▶ **What is required**: Return the lines below in which the string "Aggregation" occurs.

(Extracted records)
* * *
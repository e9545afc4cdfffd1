//! Strata Core - Feature expression model for hierarchical tabular data
//!
//! This crate provides the vocabulary shared by the rest of the workspace:
//! - Semantic column types and topic/depth/split identifiers
//! - Expression value objects (`Column`, `Filter`, `Aggregation`, `Feature`)
//! - Canonical name derivation
//! - Feature catalogs and their JSON form
//! - Error types

pub mod catalog;
pub mod error;
pub mod expr;
pub mod types;

// Re-export commonly used types
pub use catalog::FeatureCatalog;
pub use error::{CoreError, Result};
pub use expr::{canonical_name, Aggregation, Column, Element, Feature, Filter};
pub use types::{DataType, Depth, Split, Topic, TopicSet};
* * *
▶ **Response area**:
//! - Expression value objects (`Column`, `Filter`, `Aggregation`, `Feature`)
pub use expr::{canonical_name, Aggregation, Column, Element, Feature, Filter};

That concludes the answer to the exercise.